▶ [EXERCISE]
The output must match the entries below exactly.

▶ [MATERIALS PROVIDED]
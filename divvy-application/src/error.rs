use divvy_domain::{
    AllocationError, UnbalancedLedgerError, ValidationError, services::SettlementRoundingError,
};
use thiserror::Error;

#[derive(Debug, Clone, PartialEq, Eq, Error)]
pub enum ApplicationError {
    #[error("invalid ledger record: {0}")]
    Validation(#[from] ValidationError),
    #[error("invalid split allocation: {0}")]
    Allocation(#[from] AllocationError),
    #[error("settlement failed: {0}")]
    Unbalanced(#[from] UnbalancedLedgerError),
    #[error("settlement rounding failed: {0}")]
    Rounding(#[from] SettlementRoundingError),
}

▶ [FINISHED TASK]
filename divvy-application/src/error.rs
use divvy_domain::{
    AllocationError, UnbalancedLedgerError, ValidationError, services::SettlementRoundingError,
};
use thiserror::Error;

#[derive(Debug, Clone, PartialEq, Eq, Error)]
pub enum ApplicationError {
    #[error("invalid ledger record: {0}")]
    Validation(#[from] ValidationError),
    #[error("invalid split allocation: {0}")]
    Allocation(#[from] AllocationError),
    #[error("settlement failed: {0}")]
    Unbalanced(#[from] UnbalancedLedgerError),
    #[error("settlement rounding failed: {0}")]
    Rounding(#[from] SettlementRoundingError),
}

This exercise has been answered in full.